今年も寒い中を笑顔で来店していただいたSさん、何よりも無事にお会いできて安心しました。いつもホームページの相談余話を楽しみにしてくださいまして、ありがとうございます。感謝、感謝です。病も含め人間の苦しみ、悩みは尽きることはないと思います。私が苦しみ、悩みの最中にいるとき、漢方の師として尊敬する方よりお葉書をいただきました。「君は苦しみと悩みの中で何も見えないだろうが、私には君が最も人間として成長しているのがよくわかるよ」とおっしゃっていました。「今こそチャンスだよ。もっと、もっと今を味わい尽くしてください。」と書いてありました。病も同じで、自身を見つめるチャンスのように思います。「照顧却下」もう一度病と向き合って、病を克服されたとき、どれほど素晴らしい笑顔になっておられることか想像できます。私が尊敬する良寛さんのお言葉にこのような言葉があります。
「君看ずや 双眼の色 語らざれば憂いなきに似たり」

素敵な笑顔をお待ちしております。

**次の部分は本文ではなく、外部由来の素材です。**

use serde::{Deserialize, Serialize};
use std::net::Ipv4Addr;
use std::time::Duration;

use crate::ping::message::DEFAULT_PAYLOAD_SIZE;
use crate::ping::PingError;
use crate::timestamp::TIMESTAMP_LEN;

pub const DEFAULT_TIMEOUT_MS: u64 = 5000;
pub const DEFAULT_POLL_INTERVAL: Duration = Duration::from_millis(100);
pub const DEFAULT_BUFFER_SIZE: usize = 4096;
pub const DEFAULT_TCP_SOURCE_PORT: u16 = 23333;

/// Options shared by the ICMP and TCP pingers.
///
/// Fields that only one of them reads are documented as such. Every field has
/// a default, so a partial JSON object is a valid configuration.
#[derive(Debug, Clone, PartialEq, Serialize, Deserialize)]
#[serde(default)]
pub struct Config {
    /// Seeds the ICMP identifier and the TCP initial sequence base. Random when unset.
    pub identifier_seed: Option<u64>,
    /// How long `ping` waits for a reply.
    pub timeout_ms: u64,
    /// Read deadline of the listener; bounds how long `close` takes.
    /// Defaults to the timeout, capped at 100ms.
    pub poll_interval_ms: Option<u64>,
    /// ICMP only. Echo payload length, timestamp included.
    pub payload_size: usize,
    pub ttl: Option<u8>,
    /// Size of the raw socket receive buffer.
    pub buffer_size: usize,
    /// Stop the listener after this many read errors in a row. Never stops when unset.
    pub max_consecutive_read_errors: Option<u32>,
    /// TCP only. Fixed source port of every SYN; replies are matched on it.
    pub source_port: u16,
    /// TCP only. Address used in the checksum pseudo-header. Looked up from
    /// the routing table per destination when unset.
    pub source_addr: Option<Ipv4Addr>,
}

impl Default for Config {
    fn default() -> Self {
        Self {
            identifier_seed: None,
            timeout_ms: DEFAULT_TIMEOUT_MS,
            poll_interval_ms: None,
            payload_size: DEFAULT_PAYLOAD_SIZE,
            ttl: None,
            buffer_size: DEFAULT_BUFFER_SIZE,
            max_consecutive_read_errors: None,
            source_port: DEFAULT_TCP_SOURCE_PORT,
            source_addr: None,
        }
    }
}

impl Config {
    pub fn with_timeout(timeout: Duration) -> Self {
        Self {
            timeout_ms: u64::try_from(timeout.as_millis()).unwrap_or(u64::MAX),
            ..Self::default()
        }
    }

    pub fn timeout(&self) -> Duration {
        Duration::from_millis(self.timeout_ms)
    }

    pub fn poll_interval(&self) -> Duration {
        match self.poll_interval_ms {
            Some(ms) => Duration::from_millis(ms),
            None => self.timeout().min(DEFAULT_POLL_INTERVAL),
        }
    }

    pub fn validate(&self) -> Result<(), PingError> {
        if self.timeout_ms == 0 {
            return Err(PingError::InvalidConfig("timeout_ms must be positive".into()));
        }
        if self.poll_interval_ms == Some(0) {
            return Err(PingError::InvalidConfig(
                "poll_interval_ms must be positive".into(),
            ));
        }
        if self.payload_size < TIMESTAMP_LEN {
            return Err(PingError::InvalidConfig(format!(
                "payload_size must be at least {} bytes",
                TIMESTAMP_LEN
            )));
        }
        if self.buffer_size == 0 {
            return Err(PingError::InvalidConfig("buffer_size must be positive".into()));
        }
        if self.source_port == 0 {
            return Err(PingError::InvalidConfig("source_port must not be 0".into()));
        }
        Ok(())
    }
}
//! ICMPv4 encoding of echo probes and classification of whatever arrives on
//! the raw socket.

use pnet::packet::icmp::destination_unreachable::DestinationUnreachablePacket;
use pnet::packet::icmp::echo_reply::EchoReplyPacket;
use pnet::packet::icmp::echo_request::{EchoRequestPacket, MutableEchoRequestPacket};
use pnet::packet::icmp::time_exceeded::TimeExceededPacket;
use pnet::packet::icmp::{IcmpPacket, IcmpTypes};
use pnet::packet::ip::IpNextHeaderProtocols;
use pnet::packet::ipv4::Ipv4Packet;
use pnet::packet::Packet;
use thiserror::Error;

use super::{IcmpCode, IcmpType, PingError, TimeExceededReason, UnreachableReason};
use crate::timestamp::{Timestamp, TIMESTAMP_LEN};

/// Payload length of a standard `ping`.
pub const DEFAULT_PAYLOAD_SIZE: usize = 56;

/// Correlates a reply with the probe that caused it.
#[derive(Debug, Clone, Copy, PartialEq, Eq, Hash)]
pub struct EchoKey {
    pub id: u16,
    pub seq: u16,
}

#[derive(Debug, Clone, PartialEq, Eq)]
pub enum Message {
    EchoReply {
        key: EchoKey,
        payload: Vec<u8>,
    },
    EchoRequest,
    /// `original` is `None` when the quoted datagram was not an echo request.
    DestinationUnreachable {
        reason: UnreachableReason,
        original: Option<EchoKey>,
    },
    TimeExceeded {
        reason: TimeExceededReason,
        original: Option<EchoKey>,
    },
    Unknown {
        ty: IcmpType,
        code: IcmpCode,
    },
}

impl Message {
    /// Key of the probe this message answers, if it answers one at all.
    pub fn key(&self) -> Option<EchoKey> {
        match self {
            Self::EchoReply { key, .. } => Some(*key),
            Self::DestinationUnreachable { original, .. } => *original,
            Self::TimeExceeded { original, .. } => *original,
            Self::EchoRequest | Self::Unknown { .. } => None,
        }
    }
}

#[derive(Debug, Clone, PartialEq, Eq, Error)]
pub enum DecodeError {
    #[error("{what} truncated: need {expected} bytes, got {actual}")]
    Truncated {
        what: &'static str,
        expected: usize,
        actual: usize,
    },
    #[error("quoted IP header is invalid (version {version}, header length {header_len})")]
    QuotedHeader { version: u8, header_len: usize },
}

fn truncated(what: &'static str, expected: usize, actual: usize) -> DecodeError {
    DecodeError::Truncated {
        what,
        expected,
        actual,
    }
}

/// Builds an echo request whose payload starts with `sent` and is zero padded
/// to `payload_size` bytes.
pub fn encode_echo_request(
    key: EchoKey,
    sent: Timestamp,
    payload_size: usize,
) -> Result<Vec<u8>, PingError> {
    if payload_size < TIMESTAMP_LEN {
        return Err(PingError::Encode(format!(
            "payload of {} bytes cannot hold a timestamp",
            payload_size
        )));
    }
    let mut payload = vec![0u8; payload_size];
    payload[..TIMESTAMP_LEN].copy_from_slice(&sent.encode());

    let mut vec: Vec<u8> = vec![0; EchoRequestPacket::minimum_packet_size() + payload_size];
    let mut echo_packet = MutableEchoRequestPacket::new(&mut vec[..])
        .ok_or_else(|| PingError::Encode("echo request buffer too small".into()))?;
    echo_packet.set_icmp_type(IcmpTypes::EchoRequest);
    echo_packet.set_icmp_code(IcmpCode::new(0));
    echo_packet.set_identifier(key.id);
    echo_packet.set_sequence_number(key.seq);
    echo_packet.set_payload(&payload);
    let csum = pnet::util::checksum(echo_packet.packet(), 1);
    echo_packet.set_checksum(csum);
    Ok(vec)
}

/// Decodes one ICMP message, IP header already stripped.
pub fn decode(data: &[u8]) -> Result<Message, DecodeError> {
    let packet = IcmpPacket::new(data)
        .ok_or_else(|| truncated("icmp header", IcmpPacket::minimum_packet_size(), data.len()))?;
    let ty = packet.get_icmp_type();
    let code = packet.get_icmp_code();

    match ty {
        IcmpTypes::EchoReply => {
            let reply = EchoReplyPacket::new(data).ok_or_else(|| {
                truncated("echo reply", EchoReplyPacket::minimum_packet_size(), data.len())
            })?;
            Ok(Message::EchoReply {
                key: EchoKey {
                    id: reply.get_identifier(),
                    seq: reply.get_sequence_number(),
                },
                payload: reply.payload().to_vec(),
            })
        }
        IcmpTypes::EchoRequest => Ok(Message::EchoRequest),
        IcmpTypes::DestinationUnreachable => {
            let packet = DestinationUnreachablePacket::new(data).ok_or_else(|| {
                truncated(
                    "destination unreachable",
                    DestinationUnreachablePacket::minimum_packet_size(),
                    data.len(),
                )
            })?;
            Ok(Message::DestinationUnreachable {
                reason: code.into(),
                original: decode_original(packet.payload())?,
            })
        }
        IcmpTypes::TimeExceeded => {
            let packet = TimeExceededPacket::new(data).ok_or_else(|| {
                truncated(
                    "time exceeded",
                    TimeExceededPacket::minimum_packet_size(),
                    data.len(),
                )
            })?;
            Ok(Message::TimeExceeded {
                reason: code.into(),
                original: decode_original(packet.payload())?,
            })
        }
        _ => Ok(Message::Unknown { ty, code }),
    }
}

/// Recovers the key of the request quoted in an ICMP error: one IPv4 header
/// followed by the leading bytes of the original datagram.
fn decode_original(quoted: &[u8]) -> Result<Option<EchoKey>, DecodeError> {
    let ip = Ipv4Packet::new(quoted).ok_or_else(|| {
        truncated(
            "quoted ip header",
            Ipv4Packet::minimum_packet_size(),
            quoted.len(),
        )
    })?;
    let header_len = ip.get_header_length() as usize * 4;
    if ip.get_version() != 4 || header_len < Ipv4Packet::minimum_packet_size() {
        return Err(DecodeError::QuotedHeader {
            version: ip.get_version(),
            header_len,
        });
    }
    if ip.get_next_level_protocol() != IpNextHeaderProtocols::Icmp {
        return Ok(None);
    }
    let rest = quoted.get(header_len..).unwrap_or(&[]);
    let request = EchoRequestPacket::new(rest).ok_or_else(|| {
        truncated(
            "quoted echo request",
            EchoRequestPacket::minimum_packet_size(),
            rest.len(),
        )
    })?;
    if request.get_icmp_type() != IcmpTypes::EchoRequest {
        return Ok(None);
    }
    Ok(Some(EchoKey {
        id: request.get_identifier(),
        seq: request.get_sequence_number(),
    }))
}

店主

修行も愛語から

あけましておめでとうございます。本年もよろしくお願い致します。
年末年始を「無事」に何事もなく、穏やかに過ごされたかと思います。
私事で申し訳ございませんが、年末年始を青森八甲田山の麓を流れる青荷川源流域にある、ランプの宿「青荷温泉」で過ごしております。ここにあるのは全てが雪であり、部屋には小さなストーブとランプの灯りだけです。一冊の本「遺言」養老孟司著を携えて来ましたが、雪に閉ざされ、ランプの灯りだけでは暗くて読めそうもなく、湯につかり、雪景色を眺め、田舎料理をいただき、ただ後は眠るばかりです。年末寒波の影響で、吹雪の中を12時間かけてたどり着きました。本当によく来たものです。感謝、感謝です。多くの方の協力がなければ来ることが出来なかったと思います。東京での生活は人に頼って当たり前。それが見えずに不平不満のストレスで疲れていたのでしょう。この厳しい環境の中に身を置くと、やはり頼るは、この身「二本の足」で最後まで頑張ること。どうしても頼らざるおえない時がきた時は、人は心から「お願いします」そして「ありがとうございます」という本当の修行があるように思います。当たり前のようですが、不平不満のない自立した精神があれば「お願いします」「ありがとうございました」と言う言葉は人生何も出来なくなっても出来る最高の修行のように思います。もう一度今年は原点に返って心から「お願いします」感謝の言葉として「ありがとうございます」という言葉を自立した精神を忘れずに修行の言葉としていければと思います。優しくランプが灯っています。本当の豊かさを味わって帰りたいと思います。養老先生すみませんでした。帰ってからゆっくりと読みたいと思います。また、こんな話ばかりになると思いますが、一年間、お付き合いお願いします。